■ **Task goal**:
Only the lines from the beginning of the data below through the line containing "The request handling" belong in the response, each copied exactly.

■ **Data listing**:
================================
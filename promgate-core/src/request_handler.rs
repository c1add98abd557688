//! HTTP request handling and proxying.
//!
//! This module routes incoming requests, validates PromQL on the query
//! endpoints and forwards everything else to the backend untouched.
//!
//! # Architecture
//!
//! The request handling flow for a query endpoint:
//! 1. Wait for an admission slot (or give up after the queue timeout)
//! 2. Decode the query string and, for form POSTs, the body
//! 3. Parse the expression and run the validation pipeline
//! 4. Forward the original request to the backend
//! 5. Stream the response back; the slot is released when the body ends
//!
//! `/health` answers locally, `/debug/parse` dumps the parsed tree and any
//! other path skips steps 1 to 3.
//!
//! # Connection Pooling
//!
//! [`ProxyState`] owns one [`reqwest::Client`], built with the configured
//! timeout and shared by every request.

use std::convert::Infallible;
use std::net::SocketAddr;
use std::sync::Arc;
use std::time::Instant;

use bytes::Bytes;
use futures::{StreamExt, TryStreamExt};
use http_body_util::combinators::UnsyncBoxBody;
use http_body_util::{BodyExt, Collected, Full, LengthLimitError, Limited, StreamBody};
use hyper::body::{Body, Frame};
use hyper::header::{HeaderMap, HeaderValue};
use hyper::http::request::Parts;
use hyper::{Method, Request, Response, StatusCode};
use tracing::{debug, error, info, warn};

use crate::admission::{AdmissionGate, AdmissionPermit};
use crate::context::{QueryParams, RequestContext};
use crate::error::{PromGateError, Result};
use crate::types::ConfigProvider;
use crate::validator::ValidationPipeline;
use crate::{expr, headers};

/// Boxed error type carried by response bodies.
pub type BoxError = Box<dyn std::error::Error + Send + Sync>;

/// Response body returned by [`handle_request`].
pub type ProxyBody = UnsyncBoxBody<Bytes, BoxError>;

/// Query endpoints subject to validation.
pub const QUERY_PATHS: &[&str] = &[
    "/api/v1/query",
    "/api/v1/query_range",
    "/select/0/prometheus/api/v1/query",
    "/select/0/prometheus/api/v1/query_range",
];

/// Liveness endpoint answered by the proxy itself.
pub const HEALTH_PATH: &str = "/health";

/// Expression tree dump endpoint.
pub const DEBUG_PARSE_PATH: &str = "/debug/parse";

/// How a request path is handled.
#[derive(Debug, Clone, Copy, PartialEq, Eq)]
pub enum Route {
    Health,
    DebugParse,
    /// Admission, validation, then forwarding.
    Query,
    /// Forwarded without admission or validation.
    PassThrough,
}

impl Route {
    /// Classifies a request path. Matching is exact.
    pub fn for_path(path: &str) -> Self {
        match path {
            HEALTH_PATH => Route::Health,
            DEBUG_PARSE_PATH => Route::DebugParse,
            p if QUERY_PATHS.contains(&p) => Route::Query,
            _ => Route::PassThrough,
        }
    }
}

/// Process-wide state shared by every request.
///
/// Cloning is cheap: all fields are reference counted.
pub struct ProxyState<C> {
    config: Arc<C>,
    pipeline: Arc<ValidationPipeline>,
    gate: AdmissionGate,
    client: reqwest::Client,
}

impl<C> Clone for ProxyState<C> {
    fn clone(&self) -> Self {
        Self {
            config: self.config.clone(),
            pipeline: self.pipeline.clone(),
            gate: self.gate.clone(),
            client: self.client.clone(),
        }
    }
}

impl<C: ConfigProvider> ProxyState<C> {
    /// Builds the standard pipeline, the admission gate and the HTTP client.
    ///
    /// # Errors
    ///
    /// [`PromGateError::ConfigError`] if the concurrency limit is zero or the
    /// client cannot be built.
    pub fn new(config: Arc<C>) -> Result<Self> {
        let pipeline = ValidationPipeline::standard(config.rules_config());
        Self::with_pipeline(config, pipeline)
    }

    /// Like [`ProxyState::new`] with a custom validation pipeline.
    pub fn with_pipeline(config: Arc<C>, pipeline: ValidationPipeline) -> Result<Self> {
        let gate = AdmissionGate::new(config.max_concurrency())?;
        let client = reqwest::Client::builder()
            .timeout(config.proxy_config().timeout)
            .build()
            .map_err(|e| PromGateError::ConfigError(format!("failed to build HTTP client: {e}")))?;

        Ok(Self {
            config,
            pipeline: Arc::new(pipeline),
            gate,
            client,
        })
    }

    pub fn config(&self) -> &C {
        &self.config
    }

    pub fn gate(&self) -> &AdmissionGate {
        &self.gate
    }

    pub fn pipeline(&self) -> &ValidationPipeline {
        &self.pipeline
    }
}

/// Handles an incoming HTTP request.
///
/// This is the main entry point for request processing. It never fails:
/// every error is turned into a plain-text response with the matching status.
///
/// # Arguments
///
/// * `req` - The incoming HTTP request
/// * `remote_addr` - Peer address, used for logging
/// * `state` - Shared proxy state
pub async fn handle_request<C, B>(
    req: Request<B>,
    remote_addr: SocketAddr,
    state: ProxyState<C>,
) -> std::result::Result<Response<ProxyBody>, Infallible>
where
    C: ConfigProvider,
    B: Body<Data = Bytes> + Send + 'static,
    B::Error: Into<BoxError>,
{
    let route = Route::for_path(req.uri().path());
    let response = match route {
        Route::Health => text_response(StatusCode::OK, "OK"),
        Route::DebugParse => debug_parse(&req),
        Route::Query => handle_query(req, remote_addr, &state).await,
        Route::PassThrough => {
            let (parts, body) = req.into_parts();
            match forward(&parts, outbound_body(body), &state).await {
                Ok(response) => relay_response(response, None),
                Err(err) => error_response(&err),
            }
        }
    };

    Ok(response)
}

async fn handle_query<C, B>(
    req: Request<B>,
    remote_addr: SocketAddr,
    state: &ProxyState<C>,
) -> Response<ProxyBody>
where
    C: ConfigProvider,
    B: Body<Data = Bytes> + Send + 'static,
    B::Error: Into<BoxError>,
{
    let started = Instant::now();
    let proxy_config = state.config.proxy_config();

    let permit = match state
        .gate
        .acquire(tokio::time::sleep(proxy_config.queue_timeout))
        .await
    {
        Ok(permit) => permit,
        Err(err) => return error_response(&err),
    };

    let (parts, body) = req.into_parts();
    let log = RequestLog::new(remote_addr, &parts, started, permit);

    let mut params = QueryParams::from_uri(&parts.uri);
    let body = if is_form_post(&parts) {
        match read_form_body(body, proxy_config.max_body_size).await {
            Ok(bytes) => {
                params.prepend_form(&bytes);
                Some(reqwest::Body::from(bytes))
            }
            Err(err) => return log.finish(error_response(&err)),
        }
    } else {
        outbound_body(body)
    };

    if params.has_query() {
        if let Err(err) = validate(&parts, &params, &state.pipeline) {
            return log.finish(error_response(&err));
        }
    } else {
        debug!(path = %parts.uri.path(), "No query parameter, forwarding unvalidated");
    }

    match forward(&parts, body, state).await {
        Ok(response) => relay_response(response, Some(log)),
        Err(err) => log.finish(error_response(&err)),
    }
}

fn validate(parts: &Parts, params: &QueryParams, pipeline: &ValidationPipeline) -> Result<()> {
    let ctx = RequestContext::from_params(parts.uri.path(), params)?;
    pipeline.run(&ctx)?;
    Ok(())
}

fn is_form_post(parts: &Parts) -> bool {
    parts.method == Method::POST
        && parts
            .headers
            .get(headers::CONTENT_TYPE)
            .and_then(|v| v.to_str().ok())
            .is_some_and(headers::is_form_urlencoded)
}

/// Buffers a form body, bounded by `max` bytes (0 = unlimited).
async fn read_form_body<B>(body: B, max: usize) -> Result<Bytes>
where
    B: Body<Data = Bytes>,
    B::Error: Into<BoxError>,
{
    let collected: std::result::Result<Collected<Bytes>, BoxError> = if max == 0 {
        body.collect().await.map_err(Into::into)
    } else {
        Limited::new(body, max).collect().await
    };

    match collected {
        Ok(collected) => Ok(collected.to_bytes()),
        Err(err) if err.is::<LengthLimitError>() => Err(PromGateError::BodyTooLarge { max }),
        Err(err) => Err(PromGateError::BodyReadError(err.to_string())),
    }
}

/// Streams the client body to the backend without buffering it.
///
/// Returns `None` for an empty body so none is sent.
fn outbound_body<B>(body: B) -> Option<reqwest::Body>
where
    B: Body<Data = Bytes> + Send + 'static,
    B::Error: Into<BoxError>,
{
    (!body.is_end_stream()).then(|| reqwest::Body::wrap_stream(body.into_data_stream()))
}

/// Sends the request to `<backend><path>?<query>` with the client's headers.
async fn forward<C: ConfigProvider>(
    parts: &Parts,
    body: Option<reqwest::Body>,
    state: &ProxyState<C>,
) -> Result<reqwest::Response> {
    let path_and_query = parts
        .uri
        .path_and_query()
        .map_or("/", |pq| pq.as_str());
    let target = format!(
        "{}{}",
        state.config.proxy_config().backend_base(),
        path_and_query
    );
    let url = reqwest::Url::parse(&target)
        .map_err(|e| PromGateError::InvalidBackendUrl(format!("{target}: {e}")))?;

    let mut request = state
        .client
        .request(parts.method.clone(), url)
        .headers(copy_headers(&parts.headers));
    if let Some(body) = body {
        request = request.body(body);
    }

    Ok(request.send().await?)
}

/// Copies every header except those owned by the connection.
fn copy_headers(source: &HeaderMap) -> HeaderMap {
    let mut headers = HeaderMap::with_capacity(source.len());
    for (name, value) in source {
        if !headers::is_connection_managed(name.as_str()) {
            headers.append(name.clone(), value.clone());
        }
    }
    headers
}

/// Streams a backend response to the client.
///
/// When `log` is set it travels with the body, so the admission slot is held
/// until the last chunk has been sent or the client goes away.
fn relay_response(upstream: reqwest::Response, log: Option<RequestLog>) -> Response<ProxyBody> {
    let status = upstream.status();
    let headers = copy_headers(upstream.headers());

    let mut log = log;
    if let Some(log) = log.as_mut() {
        log.status = Some(status);
    }

    let stream = upstream
        .bytes_stream()
        .inspect(move |chunk| {
            if let Some(log) = log.as_mut() {
                log.observe(chunk);
            }
        })
        .map_ok(Frame::data)
        .map_err(BoxError::from);

    let mut response = Response::new(StreamBody::new(stream).boxed_unsync());
    *response.status_mut() = status;
    *response.headers_mut() = headers;
    response
}

/// Dumps the parsed expression tree for `?query=`.
fn debug_parse<B>(req: &Request<B>) -> Response<ProxyBody> {
    let params = QueryParams::from_uri(req.uri());
    let Some(query) = params.get_non_empty("query") else {
        return error_response(&PromGateError::MissingQuery);
    };

    match expr::parse(query) {
        Ok(tree) => {
            let body = format!(
                "Query: {query}\n\nSimplified Expression Tree:\n{}\n{}",
                "=".repeat(30),
                expr::render_tree(&tree)
            );
            text_response(StatusCode::OK, body)
        }
        Err(err) => error_response(&err),
    }
}

/// Converts an error to a response, logging server-side causes.
fn error_response(err: &PromGateError) -> Response<ProxyBody> {
    if err.is_server_error() {
        error!(error = %err, "Request failed");
    } else {
        debug!(error = %err, "Request rejected");
    }
    create_error_response(err.status_code(), &err.user_message())
}

fn text_response(status: StatusCode, body: impl Into<Bytes>) -> Response<ProxyBody> {
    let mut response = Response::new(
        Full::new(body.into())
            .map_err(|never| match never {})
            .boxed_unsync(),
    );
    *response.status_mut() = status;
    response
        .headers_mut()
        .insert(headers::CONTENT_TYPE, HeaderValue::from_static("text/plain"));
    response
}

/// Creates a standardized error response.
///
/// Builds an HTTP response with the given status code and plain text message.
///
/// # Example
///
/// ```
/// use promgate_core::request_handler::create_error_response;
/// use hyper::StatusCode;
///
/// let response = create_error_response(StatusCode::BAD_REQUEST, "missing query parameter");
/// assert_eq!(response.status(), StatusCode::BAD_REQUEST);
/// ```
pub fn create_error_response(status: StatusCode, message: &str) -> Response<ProxyBody> {
    text_response(status, message.to_string())
}

/// Per-request record emitted once the request is done.
///
/// Owns the admission permit, so dropping it frees the slot and writes the
/// log line.
struct RequestLog {
    remote_addr: SocketAddr,
    method: Method,
    path: String,
    query: String,
    started: Instant,
    status: Option<StatusCode>,
    bytes: u64,
    _permit: AdmissionPermit,
}

impl RequestLog {
    fn new(remote_addr: SocketAddr, parts: &Parts, started: Instant, permit: AdmissionPermit) -> Self {
        Self {
            remote_addr,
            method: parts.method.clone(),
            path: parts.uri.path().to_string(),
            query: parts.uri.query().unwrap_or_default().to_string(),
            started,
            status: None,
            bytes: 0,
            _permit: permit,
        }
    }

    /// Records the status of a locally generated response and ends the request.
    fn finish(mut self, response: Response<ProxyBody>) -> Response<ProxyBody> {
        self.status = Some(response.status());
        response
    }

    fn observe(&mut self, chunk: &reqwest::Result<Bytes>) {
        match chunk {
            Ok(bytes) => self.bytes += bytes.len() as u64,
            Err(err) => warn!(
                remote_addr = %self.remote_addr,
                path = %self.path,
                error = %err,
                "Response stream failed"
            ),
        }
    }
}

impl Drop for RequestLog {
    fn drop(&mut self) {
        info!(
            remote_addr = %self.remote_addr,
            method = %self.method,
            path = %self.path,
            query = %self.query,
            status = self.status.map(|s| s.as_u16()),
            bytes = self.bytes,
            elapsed_ms = self.started.elapsed().as_millis() as u64,
            "Processed request"
        );
    }
}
================================
■ **Solved problem**:
filename promgate-core/src/request_handler.rs
repository c1add98abd557688
//! HTTP request handling and proxying.
//!
//! This module routes incoming requests, validates PromQL on the query
//! endpoints and forwards everything else to the backend untouched.
//!
//! # Architecture
//!
//! The request handling flow for a query endpoint:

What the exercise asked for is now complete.